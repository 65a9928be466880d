//! Extending chunks saved before the world reached y = -64.
//!
//! Such chunks are regenerated in the 64 layers below y = 0 only. Their old
//! bedrock floor turns into deepslate, and columns that had no bedrock are
//! cleared so player-dug holes stay open.

use serde::{Deserialize, Serialize};
use steel_utils::BitSet;

use crate::{
    biome::{
        BiomeRef,
        vanilla::{DEEP_DARK, DRIPSTONE_CAVES, LUSH_CAVES},
    },
    blocks::vanilla::{AIR, BEDROCK, DEEPSLATE},
};

use super::{
    height_accessor::{HeightRange, LevelHeightAccessor},
    proto_chunk::ProtoChunk,
    status::ChunkStatus,
};

/// The range regenerated for an upgrading chunk.
pub const UPGRADE_HEIGHT_ACCESSOR: HeightRange = HeightRange::new(-64, 64);

/// Cave biomes an upgrading chunk takes from the new generator. Every other
/// biome is copied up from the chunk's existing y = 0 biome.
pub static RETAINED_RETROGEN_BIOMES: [BiomeRef; 3] = [&LUSH_CAVES, &DRIPSTONE_CAVES, &DEEP_DARK];

/// Upgrade state of a chunk saved before the world extended below y = 0.
#[derive(Debug, Clone, PartialEq, Eq, Serialize, Deserialize)]
#[serde(try_from = "RetrogenData")]
pub struct BelowZeroRetrogen {
    target_status: ChunkStatus,
    /// Bit `z * 16 + x` is set for columns without bedrock at y = 0.
    #[serde(default, skip_serializing_if = "BitSet::is_empty")]
    missing_bedrock: BitSet,
}

#[derive(Deserialize)]
struct RetrogenData {
    target_status: ChunkStatus,
    #[serde(default)]
    missing_bedrock: BitSet,
}

impl TryFrom<RetrogenData> for BelowZeroRetrogen {
    type Error = String;

    fn try_from(data: RetrogenData) -> Result<Self, Self::Error> {
        Self::new(data.target_status, data.missing_bedrock)
            .ok_or_else(|| "target_status cannot be empty".to_owned())
    }
}

impl BelowZeroRetrogen {
    /// `None` when `target_status` is [`ChunkStatus::Empty`].
    #[must_use]
    pub fn new(target_status: ChunkStatus, missing_bedrock: BitSet) -> Option<Self> {
        (target_status != ChunkStatus::Empty).then_some(Self {
            target_status,
            missing_bedrock,
        })
    }

    /// The status the chunk had when it was saved.
    #[must_use]
    pub const fn target_status(&self) -> ChunkStatus {
        self.target_status
    }

    /// Whether any column lacks bedrock.
    #[must_use]
    pub fn has_bedrock_holes(&self) -> bool {
        !self.missing_bedrock.is_empty()
    }

    /// Whether the column at `(x, z)` lacks bedrock.
    #[must_use]
    pub fn has_bedrock_hole(&self, x: i32, z: i32) -> bool {
        self.missing_bedrock.get(((z & 15) * 16 + (x & 15)) as usize)
    }

    /// Turns the old bedrock floor in `0..=4` into deepslate.
    pub fn replace_old_bedrock(chunk: &mut ProtoChunk) {
        for x in 0..16 {
            for z in 0..16 {
                for y in 0..=4 {
                    if chunk.get_block_state(x, y, z) == BEDROCK {
                        chunk.set_block_state(x, y, z, DEEPSLATE);
                    }
                }
            }
        }
    }

    /// Clears the generated range of every column that had a bedrock hole.
    pub fn apply_bedrock_mask(&self, chunk: &mut ProtoChunk) {
        let range = chunk.height_accessor_for_generation();
        for x in 0..16 {
            for z in 0..16 {
                if self.has_bedrock_hole(x, z) {
                    for y in range.min_y()..=range.max_y() {
                        chunk.set_block_state(x, y, z, AIR);
                    }
                }
            }
        }
    }
}

/// The biome an upgrading chunk keeps at quart `(x, z)` given the freshly
/// sampled `biome`.
#[must_use]
pub fn retained_biome(chunk: &ProtoChunk, biome: BiomeRef, quart_x: i32, quart_z: i32) -> BiomeRef {
    if biome.is_any(&RETAINED_RETROGEN_BIOMES) {
        biome
    } else {
        chunk.get_noise_biome(quart_x, 0, quart_z)
    }
}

= = = = = = =

Track down all lines above with the string "columns" and copy them.

RESPONSE AREA:
//! bedrock floor turns into deepslate, and columns that had no bedrock are
    /// Bit `z * 16 + x` is set for columns without bedrock at y = 0.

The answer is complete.